// This Source Code Form is subject to the terms of the Mozilla Public
// License, v. 2.0. If a copy of the MPL was not distributed with this
// file, You can obtain one at https://mozilla.org/MPL/2.0/.

//! Hierarchy extraction: from target groups to an ordered ungroup plan.
//!
//! Each target's enclosing parent group (if any) becomes an ancestor.
//! Ancestors must be flattened before their contents are touched: an
//! ancestor's member list still references a target by its container key,
//! and that key dies the moment the target is ungrouped.
//!
//! Only one level of enclosure is modeled. Deeper nesting is rejected
//! upstream by hazard classification before any plan executes.

use rustc_hash::FxHashSet;

use grouplift_core::{Document, ElementKey};

/// The ordered ungroup sequence: ancestors first, then targets.
#[derive(Debug, Clone, PartialEq, Eq, Default)]
pub struct UngroupPlan {
    /// Distinct enclosing parent groups, in first-seen order.
    pub ancestors: Vec<ElementKey>,
    /// Distinct target groups, in selection order.
    pub targets: Vec<ElementKey>,
}

impl UngroupPlan {
    /// Total number of groups the plan will ungroup.
    pub fn len(&self) -> usize {
        self.ancestors.len() + self.targets.len()
    }

    /// Returns `true` if the plan touches nothing.
    pub fn is_empty(&self) -> bool {
        self.ancestors.is_empty() && self.targets.is_empty()
    }
}

/// Builds the ungroup plan for the given targets.
///
/// Targets are deduplicated in order. A target whose enclosing container is
/// dead counts as top-level and contributes no ancestor.
pub fn extract(doc: &Document, targets: &[ElementKey]) -> UngroupPlan {
    let mut seen_targets = FxHashSet::default();
    let mut plan_targets = Vec::new();
    for &t in targets {
        if seen_targets.insert(t) {
            plan_targets.push(t);
        }
    }

    let mut seen_ancestors = FxHashSet::default();
    let mut ancestors = Vec::new();
    for &t in &plan_targets {
        if let Some(parent) = doc.parent_group(t) {
            if seen_ancestors.insert(parent) {
                ancestors.push(parent);
            }
        }
    }

    UngroupPlan {
        ancestors,
        targets: plan_targets,
    }
}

* [WORK REQUIRED]: Extract all lines of the records above that include "level".

* [WRITTEN SOLUTION]:
//! Only one level of enclosure is modeled. Deeper nesting is rejected
/// dead counts as top-level and contributes no ancestor.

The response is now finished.